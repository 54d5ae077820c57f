//! Traits the external game engine must implement.
//!
//! The ladder never simulates anything itself: it hands both participants to a [`GameEngine`],
//! steps it, and reads back what it needs to decide when and how the match ended.

use std::path::Path;

use crate::bot::{Difficulty, Race, Side};
use crate::builtin::BuiltinAgent;

/// One seat of a match, as handed to the engine.
#[derive(Debug)]
pub enum Participant {
    /// A bot process. It connects to the engine on `port`.
    External {
        name: String,
        race: Race,
        port: u16,
        pid: Option<u32>,
    },
    /// An agent built in-process.
    InProcess {
        name: String,
        race: Race,
        agent: Box<dyn BuiltinAgent>,
    },
    /// The engine's own AI.
    Computer { race: Race, difficulty: Difficulty },
}

impl Participant {
    pub fn race(&self) -> Race {
        match self {
            Participant::External { race, .. }
            | Participant::InProcess { race, .. }
            | Participant::Computer { race, .. } => *race,
        }
    }
}

/// Snapshot polled from the engine. Superseded on each poll.
#[derive(Debug, Clone, Copy, PartialEq)]
pub struct GameState {
    pub is_in_game: bool,
    pub game_loop: u32,
    /// Opaque.
    pub score: f32,
}

impl Default for GameState {
    fn default() -> Self {
        Self {
            is_in_game: true,
            game_loop: 0,
            score: -1.0,
        }
    }
}

/// What the engine observed from one side so far.
#[derive(Debug, Clone, Copy, Default, PartialEq)]
pub struct SideReport {
    /// Monotonic count of steps/actions received from this side.
    pub actions: u64,
    /// Average time the side took to process one step, in milliseconds.
    pub avg_frame_ms: f32,
    /// The side asked to leave the game.
    pub requested_exit: bool,
}

/// The external simulation, one match at a time.
///
/// Errors from any method mean the engine itself is unreachable or broken: the current match
/// ends with an infrastructure error and is not retried.
pub trait GameEngine {
    type Session;

    /// Start a match on `map`. Its replays go to `replay_dir`, which belongs to this match only.
    fn launch_match(
        &mut self,
        participants: [Participant; 2],
        map: &str,
        replay_dir: Option<&Path>,
    ) -> anyhow::Result<Self::Session>;

    /// Step the simulation. `false` once the match is over.
    fn advance(&mut self, session: &mut Self::Session) -> anyhow::Result<bool>;

    fn read_state(&self, session: &Self::Session) -> GameState;

    /// Winner reported by the engine, if any.
    fn winner(&self, session: &Self::Session) -> Option<Side>;

    fn side_report(&self, session: &Self::Session, side: Side) -> SideReport;

    /// Release the session. Called exactly once per launched session.
    fn close(&mut self, _session: Self::Session) {}
}

/// Creates one engine per running match.
pub trait EngineFactory: Send + Sync {
    type Engine: GameEngine;

    fn new_engine(&self) -> anyhow::Result<Self::Engine>;
}
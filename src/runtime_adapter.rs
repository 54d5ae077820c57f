//! Turning a bot's [`RuntimeKind`] into an OS command.
//!
//! Each kind maps to exactly one [`LaunchRecipe`]:
//!
//! | kind                         | recipe                                   |
//! |------------------------------|------------------------------------------|
//! | `BinaryCpp`, `CommandCenter` | run the entry file directly              |
//! | `Python`                     | `python <entry>`                         |
//! | `Wine`                       | `wine <entry>`                           |
//! | `Mono`                       | `mono <entry>`                           |
//! | `DotNetCore`                 | `dotnet <entry>`                         |
//! | `Java`                       | `java -jar <entry>`                      |
//! | `NodeJS`                     | `node <entry>`                           |
//! | `Computer`, `Builtin`        | no process                               |
//!
//! The bot's own arguments and the ladder arguments follow the entry file. The working directory
//! is always the bot's root path.

use std::{
    collections::HashMap,
    fmt::Display,
    path::PathBuf,
};

use serde::{Deserialize, Serialize};

use crate::bot::{BotConfig, RuntimeKind};

/// Configuration problems. Fatal to one match, never to the ladder.
#[derive(Debug, thiserror::Error)]
pub enum ConfigError {
    #[error("no launch recipe registered for runtime '{0}'")]
    UnregisteredRuntime(RuntimeKind),
    #[error("unknown built-in bot '{0}'")]
    UnknownBuiltin(String),
    #[error("built-in bot '{name}' does not provide its {capability}")]
    MissingCapability { name: String, capability: Capability },
}

/// What a built-in bot must provide.
#[derive(Debug, Clone, Copy, PartialEq, Eq)]
pub enum Capability {
    Factory,
    DisplayName,
}

impl Display for Capability {
    fn fmt(&self, f: &mut std::fmt::Formatter<'_>) -> std::fmt::Result {
        match self {
            Capability::Factory => write!(f, "agent factory"),
            Capability::DisplayName => write!(f, "display name"),
        }
    }
}

/// Where the hosts and interpreters live.
#[derive(Debug, Clone, PartialEq, Eq, Serialize, Deserialize)]
pub struct RuntimePaths {
    pub python: String,
    pub wine: String,
    pub mono: String,
    pub dotnet: String,
    pub java: String,
    pub node: String,
}

impl Default for RuntimePaths {
    fn default() -> Self {
        Self {
            python: "python".to_string(),
            wine: "wine".to_string(),
            mono: "mono".to_string(),
            dotnet: "dotnet".to_string(),
            java: "java".to_string(),
            node: "node".to_string(),
        }
    }
}

/// A fully resolved command.
#[derive(Debug, Clone, PartialEq, Eq)]
pub struct CommandLine {
    pub program: PathBuf,
    pub args: Vec<String>,
    pub working_dir: PathBuf,
}

impl Display for CommandLine {
    fn fmt(&self, f: &mut std::fmt::Formatter<'_>) -> std::fmt::Result {
        write!(f, "{}", self.program.display())?;
        for arg in &self.args {
            write!(f, " {arg}")?;
        }
        Ok(())
    }
}

/// Arguments the ladder gives every external bot so it can reach the engine.
#[derive(Debug, Clone, PartialEq, Eq)]
pub struct LadderArgs {
    pub game_port: u16,
    pub start_port: u16,
    pub server: String,
    pub opponent_id: Option<String>,
}

impl LadderArgs {
    pub fn to_args(&self) -> Vec<String> {
        let mut args = vec![
            "--GamePort".to_string(),
            self.game_port.to_string(),
            "--StartPort".to_string(),
            self.start_port.to_string(),
            "--LadderServer".to_string(),
            self.server.clone(),
        ];
        if let Some(id) = &self.opponent_id {
            args.push("--OpponentId".to_string());
            args.push(id.clone());
        }
        args
    }
}

/// Template turning a [`BotConfig`] into a [`CommandLine`].
#[derive(Debug, Clone, PartialEq, Eq)]
pub enum LaunchRecipe {
    /// The entry file is the executable.
    Direct,
    /// The entry file is handed to a host program.
    Hosted { host: String, host_args: Vec<String> },
    /// The bot lives in-process; nothing is started.
    InProcess,
}

impl LaunchRecipe {
    fn hosted(host: &str) -> LaunchRecipe {
        LaunchRecipe::Hosted {
            host: host.to_string(),
            host_args: vec![],
        }
    }

    /// `None` for [`LaunchRecipe::InProcess`].
    pub fn command_for(&self, bot: &BotConfig, ladder: &LadderArgs) -> Option<CommandLine> {
        let mut args = vec![];
        let program = match self {
            LaunchRecipe::InProcess => return None,
            LaunchRecipe::Direct => bot.entry_path(),
            LaunchRecipe::Hosted { host, host_args } => {
                args.extend(host_args.iter().cloned());
                args.push(bot.entry_path().to_string_lossy().into_owned());
                PathBuf::from(host)
            }
        };
        args.extend(bot.extra_args());
        args.extend(ladder.to_args());
        Some(CommandLine {
            program,
            args,
            working_dir: bot.root_path.clone(),
        })
    }
}

/// Recipe per runtime kind.
#[derive(Debug, Clone, Default)]
pub struct RuntimeAdapterRegistry {
    recipes: HashMap<RuntimeKind, LaunchRecipe>,
}

impl RuntimeAdapterRegistry {
    /// An empty registry. Every kind must be registered before use.
    pub fn empty() -> Self {
        Self::default()
    }

    /// The standard recipes for every known kind.
    pub fn with_defaults(paths: &RuntimePaths) -> Self {
        let mut registry = Self::empty();
        for kind in RuntimeKind::ALL {
            let recipe = match kind {
                RuntimeKind::BinaryCpp | RuntimeKind::CommandCenter => LaunchRecipe::Direct,
                RuntimeKind::Python => LaunchRecipe::hosted(&paths.python),
                RuntimeKind::Wine => LaunchRecipe::hosted(&paths.wine),
                RuntimeKind::Mono => LaunchRecipe::hosted(&paths.mono),
                RuntimeKind::DotNetCore => LaunchRecipe::hosted(&paths.dotnet),
                RuntimeKind::Java => LaunchRecipe::Hosted {
                    host: paths.java.clone(),
                    host_args: vec!["-jar".to_string()],
                },
                RuntimeKind::NodeJS => LaunchRecipe::hosted(&paths.node),
                RuntimeKind::Computer | RuntimeKind::Builtin => LaunchRecipe::InProcess,
            };
            registry.register(kind, recipe);
        }
        registry
    }

    /// Set the recipe of `kind`, replacing any previous one.
    pub fn register(&mut self, kind: RuntimeKind, recipe: LaunchRecipe) {
        self.recipes.insert(kind, recipe);
    }

    pub fn resolve(&self, kind: RuntimeKind) -> Result<&LaunchRecipe, ConfigError> {
        self.recipes
            .get(&kind)
            .ok_or(ConfigError::UnregisteredRuntime(kind))
    }
}
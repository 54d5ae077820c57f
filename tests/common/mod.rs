#![allow(dead_code)]

use std::{
    fs,
    os::unix::fs::PermissionsExt,
    path::{Path, PathBuf},
    sync::{
        atomic::{AtomicUsize, Ordering},
        Arc,
    },
    time::Duration,
};

use ladder_manager::engine::{GameState, SideReport};
use ladder_manager::prelude::*;
use tracing::Level;

/// Route logs to the test output. Only the first call has an effect.
pub fn init_test_logger() {
    let subscriber = tracing_subscriber::fmt()
        .with_max_level(Level::DEBUG)
        .with_test_writer()
        .finish();
    let _ = tracing::subscriber::set_global_default(subscriber);
}

/// Write an executable shell script at `dir/name`.
pub fn script(dir: &Path, name: &str, body: &str) -> PathBuf {
    let path = dir.join(name);
    fs::write(&path, format!("#!/bin/sh\n{body}\n")).unwrap();
    fs::set_permissions(&path, fs::Permissions::from_mode(0o755)).unwrap();
    path
}

/// Native bot that keeps running until killed.
pub fn sleeping_bot(dir: &Path, name: &str) -> BotConfig {
    script(dir, name, "exec sleep 30");
    BotConfig::new(RuntimeKind::BinaryCpp, name, Race::Terran, dir, name)
}

/// Native bot that dies right away.
pub fn crashing_bot(dir: &Path, name: &str) -> BotConfig {
    script(dir, name, "exit 3");
    BotConfig::new(RuntimeKind::BinaryCpp, name, Race::Zerg, dir, name)
}

/// An engine playing a fixed number of steps, both sides acting on each of them.
pub struct ScriptedEngine {
    end_at: u32,
    winner: Option<Side>,
    step_delay: Duration,
    launches: Arc<AtomicUsize>,
}

impl GameEngine for ScriptedEngine {
    type Session = u32;

    /// Leaves a replay holding the map name behind.
    fn launch_match(
        &mut self,
        participants: [Participant; 2],
        map: &str,
        replay_dir: Option<&Path>,
    ) -> anyhow::Result<u32> {
        assert_eq!(participants.len(), 2);
        self.launches.fetch_add(1, Ordering::SeqCst);
        if let Some(dir) = replay_dir {
            fs::write(dir.join("match.SC2Replay"), map)?;
        }
        Ok(0)
    }

    fn advance(&mut self, game_loop: &mut u32) -> anyhow::Result<bool> {
        std::thread::sleep(self.step_delay);
        *game_loop += 1;
        Ok(*game_loop < self.end_at)
    }

    fn read_state(&self, game_loop: &u32) -> GameState {
        GameState {
            is_in_game: *game_loop < self.end_at,
            game_loop: *game_loop,
            score: 0.0,
        }
    }

    fn winner(&self, game_loop: &u32) -> Option<Side> {
        if *game_loop >= self.end_at {
            self.winner
        } else {
            None
        }
    }

    fn side_report(&self, game_loop: &u32, _side: Side) -> SideReport {
        SideReport {
            actions: *game_loop as u64,
            avg_frame_ms: 1.0,
            requested_exit: false,
        }
    }
}

#[derive(Clone)]
pub struct ScriptedFactory {
    pub end_at: u32,
    pub winner: Option<Side>,
    pub step_delay: Duration,
    pub launches: Arc<AtomicUsize>,
    pub unreachable: bool,
}

impl ScriptedFactory {
    pub fn new(end_at: u32, winner: Option<Side>) -> Self {
        Self {
            end_at,
            winner,
            step_delay: Duration::from_millis(1),
            launches: Arc::new(AtomicUsize::new(0)),
            unreachable: false,
        }
    }

    pub fn with_step_delay(mut self, delay: Duration) -> Self {
        self.step_delay = delay;
        self
    }

    pub fn unreachable() -> Self {
        Self {
            unreachable: true,
            ..Self::new(1, None)
        }
    }

    pub fn launches(&self) -> usize {
        self.launches.load(Ordering::SeqCst)
    }
}

impl EngineFactory for ScriptedFactory {
    type Engine = ScriptedEngine;

    fn new_engine(&self) -> anyhow::Result<ScriptedEngine> {
        if self.unreachable {
            anyhow::bail!("engine refused the connection");
        }
        Ok(ScriptedEngine {
            end_at: self.end_at,
            winner: self.winner,
            step_delay: self.step_delay,
            launches: self.launches.clone(),
        })
    }
}

pub fn limits() -> ladder_manager::limits::MatchLimits {
    MatchLimitsBuilder::new()
        .with_client_timeout(Duration::from_secs(10))
        .with_poll_interval(Duration::from_millis(1))
        .with_ram_per_bot(100)
        .build()
        .unwrap()
}

pub fn supervisor() -> OsSupervisor {
    OsSupervisor::new(limits().process().clone(), true)
}
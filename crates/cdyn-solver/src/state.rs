//! Kinematic and force state of the generalized-alpha scheme.

use nalgebra::DVector;

use crate::config::GenAlphaParams;

/// State vectors over all structural DOFs.
///
/// `_n` quantities are the converged state at `t_n` and change only when a
/// step is finalized. `_np1` and `_mid` quantities are scratch for the step
/// in progress; the mid states are always recomputed as
/// `X_mid = (1 - alpha) X_np1 + alpha X_n`.
#[derive(Debug, Clone, PartialEq)]
pub struct TimeIntegrationState {
    pub(crate) displacement_n: DVector<f64>,
    pub(crate) velocity_n: DVector<f64>,
    pub(crate) acceleration_n: DVector<f64>,
    pub(crate) displacement_np1: DVector<f64>,
    pub(crate) velocity_np1: DVector<f64>,
    pub(crate) acceleration_np1: DVector<f64>,
    pub(crate) displacement_mid: DVector<f64>,
    pub(crate) velocity_mid: DVector<f64>,
    pub(crate) acceleration_mid: DVector<f64>,
    pub(crate) external_force_n: DVector<f64>,
    pub(crate) external_force_np1: DVector<f64>,
    pub(crate) external_force_mid: DVector<f64>,
    /// Internal force at the evaluation point of the last element call
    pub(crate) internal_force: DVector<f64>,
    /// Converged internal force at `t_n` (end-point evaluation only)
    pub(crate) internal_force_n: DVector<f64>,
    /// Displacement change handed to the element layer
    pub(crate) residual_displacement: DVector<f64>,
}

/// `(1 - alpha) end + alpha start`
pub fn mid_point(end: &DVector<f64>, start: &DVector<f64>, alpha: f64) -> DVector<f64> {
    end * (1.0 - alpha) + start * alpha
}

impl TimeIntegrationState {
    pub fn zeros(num_dofs: usize) -> Self {
        let zero = DVector::zeros(num_dofs);
        Self {
            displacement_n: zero.clone(),
            velocity_n: zero.clone(),
            acceleration_n: zero.clone(),
            displacement_np1: zero.clone(),
            velocity_np1: zero.clone(),
            acceleration_np1: zero.clone(),
            displacement_mid: zero.clone(),
            velocity_mid: zero.clone(),
            acceleration_mid: zero.clone(),
            external_force_n: zero.clone(),
            external_force_np1: zero.clone(),
            external_force_mid: zero.clone(),
            internal_force: zero.clone(),
            internal_force_n: zero.clone(),
            residual_displacement: zero,
        }
    }

    pub fn num_dofs(&self) -> usize {
        self.displacement_n.len()
    }

    /// Recompute all mid states from the end states.
    pub(crate) fn update_mid(&mut self, params: &GenAlphaParams) {
        self.displacement_mid =
            mid_point(&self.displacement_np1, &self.displacement_n, params.alpha_f);
        self.velocity_mid = mid_point(&self.velocity_np1, &self.velocity_n, params.alpha_f);
        self.acceleration_mid =
            mid_point(&self.acceleration_np1, &self.acceleration_n, params.alpha_m);
        self.external_force_mid =
            mid_point(&self.external_force_np1, &self.external_force_n, params.alpha_f);
    }

    /// Zero velocities and accelerations (quasi-static analysis).
    pub(crate) fn zero_rates(&mut self) {
        for v in [
            &mut self.velocity_n,
            &mut self.acceleration_n,
            &mut self.velocity_np1,
            &mut self.acceleration_np1,
            &mut self.velocity_mid,
            &mut self.acceleration_mid,
        ] {
            v.fill(0.0);
        }
    }

    pub fn displacement_n(&self) -> &DVector<f64> {
        &self.displacement_n
    }

    pub fn velocity_n(&self) -> &DVector<f64> {
        &self.velocity_n
    }

    pub fn acceleration_n(&self) -> &DVector<f64> {
        &self.acceleration_n
    }

    pub fn displacement_np1(&self) -> &DVector<f64> {
        &self.displacement_np1
    }

    pub fn velocity_np1(&self) -> &DVector<f64> {
        &self.velocity_np1
    }

    pub fn acceleration_np1(&self) -> &DVector<f64> {
        &self.acceleration_np1
    }

    pub fn displacement_mid(&self) -> &DVector<f64> {
        &self.displacement_mid
    }

    pub fn velocity_mid(&self) -> &DVector<f64> {
        &self.velocity_mid
    }

    pub fn acceleration_mid(&self) -> &DVector<f64> {
        &self.acceleration_mid
    }

    pub fn external_force_n(&self) -> &DVector<f64> {
        &self.external_force_n
    }

    pub fn external_force_np1(&self) -> &DVector<f64> {
        &self.external_force_np1
    }

    pub fn external_force_mid(&self) -> &DVector<f64> {
        &self.external_force_mid
    }

    pub fn internal_force(&self) -> &DVector<f64> {
        &self.internal_force
    }
}

#[cfg(test)]
mod tests {
    use super::*;

    #[test]
    fn mid_states_are_affine_combinations() {
        let params = GenAlphaParams::default();
        let mut state = TimeIntegrationState::zeros(2);
        state.displacement_n = DVector::from_vec(vec![1.0, 2.0]);
        state.displacement_np1 = DVector::from_vec(vec![3.0, -1.0]);
        state.acceleration_np1 = DVector::from_vec(vec![10.0, 0.0]);
        state.update_mid(&params);

        let expected = &state.displacement_np1 * (1.0 - params.alpha_f)
            + &state.displacement_n * params.alpha_f;
        assert_eq!(state.displacement_mid, expected);
        assert_eq!(state.acceleration_mid[0], 10.0 * (1.0 - params.alpha_m));
    }

    #[test]
    fn zero_rates_clears_all_velocity_and_acceleration_states() {
        let mut state = TimeIntegrationState::zeros(1);
        state.velocity_n[0] = 1.0;
        state.acceleration_mid[0] = 2.0;
        state.displacement_np1[0] = 3.0;
        state.zero_rates();
        assert_eq!(state.velocity_n[0], 0.0);
        assert_eq!(state.acceleration_mid[0], 0.0);
        assert_eq!(state.displacement_np1[0], 3.0);
    }
}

## Task description
Copy all lines of the records that have the string "always" in them.

## Exercise response
//! is always the bot's root path.
/// in progress; the mid states are always recomputed as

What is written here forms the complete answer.